A life-sized exhibit showcasing the hundreds of patents that Steve Jobs holds to his name, and that of Apple, the company he founded and helmed for nearly three decades, opens today at the Denver Public Library’s Central Library in downtown Denver.
The exhibit, entitled “Patents and Trademarks of Steve Jobs: Art and Technology that Changed the World,” will be on display through September. It is free and open to the public.
“We’re thrilled to host the Steve Jobs exhibit as it showcases the collaborative relationship we’ve built with innovators across the West,” Diane Lapierre, Director of Community Relations for the Denver Public Library, said in a statement. “Our Patent and Trademark Research Center helps connect inventors and business people with the information, resources, and direction they need to succeed.
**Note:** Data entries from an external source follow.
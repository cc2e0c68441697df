use chrono::Duration;
use chrono::Local;
use hmac::{Hmac, Mac};
use jwt::SignWithKey;
use jwt::VerifyWithKey;
use serde::Deserialize;
use serde::Serialize;
use sha2::Sha256;

use crate::database::schema::{User, UserRole, Uuid};
use crate::error::{Error, HtmlError};

use super::permissions::ActionType;

#[derive(Debug, Serialize, Deserialize, Clone)]
pub struct JwtSessionData {
    pub user_id: Uuid,
    pub username: String,
    pub role: UserRole,
    iat: i64,
    exp: i64,
}

impl JwtSessionData {
    pub fn new(id: Uuid, username: String, role: UserRole, lifetime: Duration) -> Self {
        let now = Local::now();
        let iat = now.timestamp();
        let exp = (now + lifetime).timestamp();

        Self {
            user_id: id,
            username,
            role,
            iat,
            exp,
        }
    }
}

#[derive(Debug, Serialize, Deserialize, Clone, PartialEq)]
pub struct SessionData {
    pub user_id: Uuid,
    pub username: String,
    pub role: UserRole,
}

impl SessionData {
    pub fn authenticate(&self, action: ActionType) -> Result<(), Error> {
        if !action.authenticate(self) {
            return Err(
                HtmlError::Forbidden.new("You don't have permission to perform this action")
            );
        }
        Ok(())
    }
}

impl From<JwtSessionData> for SessionData {
    fn from(value: JwtSessionData) -> Self {
        SessionData {
            username: value.username,
            user_id: value.user_id,
            role: value.role,
        }
    }
}

fn signing_key(secret: &[u8]) -> Result<Hmac<Sha256>, Error> {
    Hmac::new_from_slice(secret).map_err(|_| {
        log::error!("> Invalid session signing key");
        HtmlError::InternalServerError.default()
    })
}

pub fn generate_jwt_session(user: &User, secret: &[u8], lifetime: Duration) -> Result<String, Error> {
    let key = signing_key(secret)?;
    let claims = JwtSessionData::new(user.id, user.username.to_owned(), user.role.to_owned(), lifetime);

    claims.sign_with_key(&key).map_err(|e| {
        log::error!("> Failed to sign session: {e}");
        HtmlError::InternalServerError.default()
    })
}

pub fn verify_jwt_session(token: &str, secret: &[u8]) -> Result<JwtSessionData, Error> {
    let key = signing_key(secret)?;

    let session: JwtSessionData = token
        .verify_with_key(&key)
        .map_err(|_| HtmlError::InvalidSession.new("Invalid session; Invalid token"))?;

    let now = Local::now().timestamp();
    if (session.exp - now).is_negative() {
        return Err(HtmlError::InvalidSession.new("Invalid session; Token expired"));
    }

    Ok(session)
}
This exhibit lets others see the complex and groundbreaking work that led to some of the greatest technological advances of our times.”
The exhibit is on loan from the U.S. Patent and Trademark Office (USPTO), arriving 10 days ahead of the grand opening of Denver’s satellite office of the USPTO, scheduled for June 30. The Mile High City’s selection as a location for a satellite office is expected to bring hundreds of direct jobs and millions in economic development to the state and region.
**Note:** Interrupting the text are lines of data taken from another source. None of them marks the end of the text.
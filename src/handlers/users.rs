use chrono::Duration;
use serde_json::json;
use warp::{
    http::StatusCode,
    reject::Rejection,
    reply::{self, Reply, Response},
};

use crate::{
    actions::{
        fetch_subscriptions, fetch_users, follow_author, login_user, register_user,
        require_user, set_password, unfollow_author,
    },
    error::{Error, HtmlError},
    form::Form,
    jwt::SessionData,
    pagination::{PageContext, Pagination},
    payload::{validate_password, LoginPayload, SetPasswordPayload, UserPayload},
    permissions::ActionType,
    representation::{represent_subscription, represent_user, RegisteredUser},
    routes::Context,
    schema::Uuid,
};

fn recipes_limit(form: &Form) -> Result<Option<i64>, Error> {
    Ok(form.get_number::<i64>("recipes_limit")?.map(|limit| limit.max(0)))
}

pub async fn login(payload: LoginPayload, ctx: Context) -> Result<Response, Rejection> {
    let token = login_user(
        &ctx.pool,
        payload.email.trim(),
        &payload.password,
        &ctx.config.secret_key,
        Duration::hours(ctx.config.session_hours),
    )
    .await?;

    Ok(reply::json(&json!({ "auth_token": token })).into_response())
}

/// Sessions are stateless; logging out only requires a valid token.
pub async fn logout(session: SessionData) -> Result<Response, Rejection> {
    log::info!("> {} logged out", session.username);
    Ok(StatusCode::NO_CONTENT.into_response())
}

pub async fn register(payload: UserPayload, ctx: Context) -> Result<Response, Rejection> {
    let user = payload.validate()?;

    let user = register_user(&ctx.pool, user)
        .await?
        .ok_or_else(|| HtmlError::InvalidRequest.new("A user with that email or username already exists"))?;

    log::info!("> Registered {}", user.username);
    Ok(reply::with_status(reply::json(&RegisteredUser::from(&user)), StatusCode::CREATED).into_response())
}

pub async fn list_users(
    pagination: Pagination,
    session: Option<SessionData>,
    ctx: Context,
) -> Result<Response, Rejection> {
    let viewer = session.map(|s| s.user_id);
    let (users, count) = fetch_users(&ctx.pool, &pagination).await?;

    let mut results = Vec::with_capacity(users.len());
    for user in users.iter() {
        results.push(represent_user(user, viewer, &ctx.pool).await?);
    }

    Ok(reply::json(&PageContext::from_rows(results, count, &pagination)).into_response())
}

pub async fn get_user(
    id: Uuid,
    session: Option<SessionData>,
    ctx: Context,
) -> Result<Response, Rejection> {
    let user = require_user(&ctx.pool, id).await?;
    let view = represent_user(&user, session.map(|s| s.user_id), &ctx.pool).await?;

    Ok(reply::json(&view).into_response())
}

pub async fn me(session: SessionData, ctx: Context) -> Result<Response, Rejection> {
    let user = require_user(&ctx.pool, session.user_id).await?;
    let view = represent_user(&user, Some(session.user_id), &ctx.pool).await?;

    Ok(reply::json(&view).into_response())
}

pub async fn change_password(
    session: SessionData,
    payload: SetPasswordPayload,
    ctx: Context,
) -> Result<Response, Rejection> {
    validate_password(&payload.new_password)?;
    set_password(
        &ctx.pool,
        session.user_id,
        &payload.current_password,
        &payload.new_password,
    )
    .await?;

    Ok(StatusCode::NO_CONTENT.into_response())
}

pub async fn subscribe(id: Uuid, session: SessionData, form: Form, ctx: Context) -> Result<Response, Rejection> {
    session.authenticate(ActionType::ManageOwnSubscriptions)?;
    let recipes_limit = recipes_limit(&form)?;

    let author = follow_author(session.user_id, id, &ctx.pool).await?;
    let view = represent_subscription(
        &author,
        session.user_id,
        recipes_limit,
        &ctx.config.media_url,
        &ctx.pool,
    )
    .await?;

    Ok(reply::with_status(reply::json(&view), StatusCode::CREATED).into_response())
}

pub async fn unsubscribe(id: Uuid, session: SessionData, ctx: Context) -> Result<Response, Rejection> {
    session.authenticate(ActionType::ManageOwnSubscriptions)?;
    unfollow_author(session.user_id, id, &ctx.pool).await?;

    Ok(StatusCode::NO_CONTENT.into_response())
}

pub async fn subscriptions(
    session: SessionData,
    pagination: Pagination,
    form: Form,
    ctx: Context,
) -> Result<Response, Rejection> {
    let recipes_limit = recipes_limit(&form)?;
    let (authors, count) = fetch_subscriptions(session.user_id, &pagination, &ctx.pool).await?;

    let mut results = Vec::with_capacity(authors.len());
    for author in authors.iter() {
        results.push(
            represent_subscription(
                author,
                session.user_id,
                recipes_limit,
                &ctx.config.media_url,
                &ctx.pool,
            )
            .await?,
        );
    }

    Ok(reply::json(&PageContext::from_rows(results, count, &pagination)).into_response())
}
“This exhibit provides a unique glimpse into one of our country’s most iconic innovators, highlighting Jobs’ wide-ranging portfolio and lasting influence on modern technology,” Colorado U.S. Senator Michael Bennet said in a statement. “The U.S. patent process plays a critical role in making ideas come to life and we’re thrilled to bring that process even closer to Colorado entrepreneurs and inventors with the opening of the USPTO’s satellite office in Denver.”
“Our city, state, and region continue to make their mark on the intellectual property world with the opening of the USPTO Denver office,” John Posthumus, an intellectual property attorney with Sheridan Ross P.C. and a key player in helping to secure the Denver USPTO office, said in a statement. “The Steve Jobs patent and trademark exhibit serves as the perfect visual and educational tool to share the importance and global impact of one of the world’s leading innovators and entrepreneurs. The exhibit’s Denver visit is a tribute to all who have worked so diligently to get us to this point, as well as a peek into Colorado’s future role in the world of innovation. There’s no doubt that we’ll look back at the opening of the Denver USPTO office as a game changing moment in our history.”
Colorado U.S. Senator Michael Bennet helped coordinate the state’s bipartisan effort to bring the satellite office to Colorado. This included securing an amendment in the 2011 patent reform law directing the USPTO to establish three satellite offices nationwide, working with the state’s business community and local governments to attract the office, and leading several letters from Colorado’s Congressional delegation urging the Administration and the USPTO to choose Colorado as a location for a satellite office.
Source: bennet.senate.gov
[Thanks to MacDailyNews Readers “Fred Mertz” and “Arline M.” for the heads up.]
double cool…”The Wizard Of Cupertino.”
It’s a shame when USPTO chooses to glorify itself in Steve Jobs’ life’s work including that of Apple inc. a company he co-founded with a nervous wiz-grown up after they have ignominiously abrogated their duty to protect an American company in American courts of injustice against willful international patent thieves simply because the thieves have used American lawyers to cover up for them.
They ought to have presented this exhibition in all Apple inc. trials to display that Patents do work and to encourage innovation of new products rather than innovation for stealing IP.
I hear you.
To be fair, however, the job of the patent office is to issue patents; it’s up to their owners to see them protected.
But I agree that it seems really cheesy to them using this exhibit the way they are, which, in a nutshell is, “look how great is the USPTO. We are instrumental in the success of inventors, like this guy.”
The exhibit may be fantastic, but the USPTO reps talking about it ham handed and insulting to memory of Steve Jobs.
To unpack my point. I would suggest that The USPTO be authorized to present information in a patent trial as to which patent was first issued and then developed into a product to a hearing to assist the judge to derive a fair settlement based on those two events described occurring. So if a patent was issued but the product never brought to market, the court would determine wether the assignee had the capital to do so, if they did and did not bring the product to market, then they forfeit that patent to the company that patented a similar or related product and then brought it to market.
Both the winner pays 1/3 of the cost the UPSTO incurred while the loser pays 2/3’s.
A win for the small inventor by cap and a win to the tax payer as the UPSTO generates dollars toward the gross GDP.
But you know something MDN reader? I might be living in cloud cuckoo land thinking the way that I do!
“cloud cuckoo land”
Welcome to my world. lol
Yeah, it’s too bad those international thieves did not use American arrows, carved from American trees, grown on American soil and nourished by American water under the American sun because then they would have lost.